- Sharon Dolev, ativista israelita contra armas nucleares, afirma que não há legitimidade para atacar o Irão por causa do seu programa nuclear.
- Em entrevista ao Correio da Manhã, defende diálogo e diplomacia em vez de uso da força.
- Pede à comunidade internacional que pressione o Irão a abandonar o programa nuclear sem recorrer à violência.

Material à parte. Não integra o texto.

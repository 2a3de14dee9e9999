use clap::Parser;
use std::fs::OpenOptions;
use std::path::PathBuf;
use std::sync::{Arc, Mutex};
use tokio_util::sync::CancellationToken;
use tracing::{error, info};
use tracing_subscriber::EnvFilter;
use zfsvol_apiserver::{ApiServer, AppState, Config as ApiConfig, DEFAULT_SOCKET_PATH};
use zfsvol_driver::{
    DriverConfig, MountStrategy, VolumeDriver, VolumeManager, ZfsPool, DEFAULT_VOLUME_BASE,
};

#[derive(Parser)]
#[command(name = "zfsvol", about = "Docker volume plugin backed by ZFS datasets")]
struct Cli {
    /// Root dataset to manage volumes under (e.g. rpool/docker)
    #[arg(long, env = "ZFSVOL_ROOT_DATASET")]
    root_dataset: String,
    /// Base path for volume mount directories and the state file
    #[arg(long, env = "ZFSVOL_VOLUME_BASE", default_value = DEFAULT_VOLUME_BASE)]
    volume_base: PathBuf,
    /// Socket to listen on when not socket-activated
    #[arg(long, env = "ZFSVOL_SOCKET", default_value = DEFAULT_SOCKET_PATH)]
    socket: PathBuf,
    /// Propagated-mount directory when running as a managed plugin
    #[arg(long, env = "ZFSVOL_PROPAGATED_MOUNT")]
    propagated_mount: Option<PathBuf>,
    /// Append logs to this file instead of stderr
    #[arg(long, env = "ZFSVOL_LOG_FILE")]
    log_file: Option<PathBuf>,
}

#[tokio::main]
async fn main() -> miette::Result<()> {
    let cli = Cli::parse();

    init_tracing(cli.log_file.as_ref())?;

    run(cli).await
}

/// Install the log subscriber; `RUST_LOG` wins over the `DEBUG` toggle
fn init_tracing(log_file: Option<&PathBuf>) -> miette::Result<()> {
    let debug = std::env::var("DEBUG")
        .ok()
        .and_then(|v| parse_bool(&v))
        .unwrap_or(false);
    let filter = EnvFilter::try_from_default_env()
        .unwrap_or_else(|_| EnvFilter::new(default_level(debug)));

    match log_file {
        Some(path) => {
            let file = OpenOptions::new()
                .create(true)
                .append(true)
                .open(path)
                .map_err(|e| {
                    miette::miette!("Failed to open log file '{}': {}", path.display(), e)
                })?;
            tracing_subscriber::fmt()
                .with_env_filter(filter)
                .with_ansi(false)
                .with_writer(Mutex::new(file))
                .init();
        }
        None => {
            tracing_subscriber::fmt().with_env_filter(filter).init();
        }
    }
    Ok(())
}

fn default_level(debug: bool) -> &'static str {
    if debug {
        "debug"
    } else {
        "info"
    }
}

/// Boolean spellings accepted for the `DEBUG` toggle
fn parse_bool(value: &str) -> Option<bool> {
    match value {
        "1" | "t" | "T" | "true" | "TRUE" | "True" => Some(true),
        "0" | "f" | "F" | "false" | "FALSE" | "False" => Some(false),
        _ => None,
    }
}

fn mount_strategy(propagated_mount: Option<&PathBuf>) -> MountStrategy {
    match propagated_mount {
        Some(anchor) => MountStrategy::escaped_from_anchor(anchor),
        None => MountStrategy::Direct,
    }
}

async fn run(cli: Cli) -> miette::Result<()> {
    info!(
        "Starting zfsvol: root_dataset={}, volume_base={}",
        cli.root_dataset,
        cli.volume_base.display()
    );

    let strategy = mount_strategy(cli.propagated_mount.as_ref());
    info!("Mountpoint strategy: {:?}", strategy);

    let config = DriverConfig::new(cli.root_dataset, cli.volume_base).with_mount_strategy(strategy);
    let manager = VolumeManager::open(config, Arc::new(ZfsPool::new())).await?;
    let driver: Arc<dyn VolumeDriver> = Arc::new(manager);

    let server = ApiServer::new(
        ApiConfig {
            socket_path: cli.socket,
        },
        Arc::new(AppState::new(driver)),
    );

    let token = CancellationToken::new();
    let signal_token = token.clone();
    tokio::spawn(async move {
        wait_for_signal().await;
        info!("Shutting down gracefully...");
        signal_token.cancel();
    });

    if let Err(e) = server.run(token.cancelled_owned()).await {
        error!("Failed to serve volume plugin: {}", e);
        return Err(miette::miette!("Failed to serve volume plugin: {}", e));
    }

    info!("Shutdown complete");
    Ok(())
}

/// Resolve on ctrl-c or SIGTERM
async fn wait_for_signal() {
    let ctrl_c = async {
        if let Err(e) = tokio::signal::ctrl_c().await {
            error!("Failed to listen for ctrl-c: {}", e);
            std::future::pending::<()>().await;
        }
    };

    #[cfg(unix)]
    let terminate = async {
        match tokio::signal::unix::signal(tokio::signal::unix::SignalKind::terminate()) {
            Ok(mut sig) => {
                sig.recv().await;
            }
            Err(e) => {
                error!("Failed to listen for SIGTERM: {}", e);
                std::future::pending::<()>().await;
            }
        }
    };
    #[cfg(not(unix))]
    let terminate = std::future::pending::<()>();

    tokio::select! {
        _ = ctrl_c => {}
        _ = terminate => {}
    }
}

- Aponta para a necessidade de Israel ser mais transparente e responsável sobre as suas armas nucleares para promover confiança internacional.
- Acredita que a paz depende de entendimento mútuo, respeito entre países e evitar guerra nuclear; a força militar não deve ser primeira opção.
Sharon Dolev é uma ativista israelita que se posiciona contra o desenvolvimento de armas nucleares em Israel, país onde a questão é tabu. Em entrevista ao Correio da Manhã, afirma que não há legitimidade para atacar o Irão por causa do seu programa nuclear, defendendo diálogo e diplomacia.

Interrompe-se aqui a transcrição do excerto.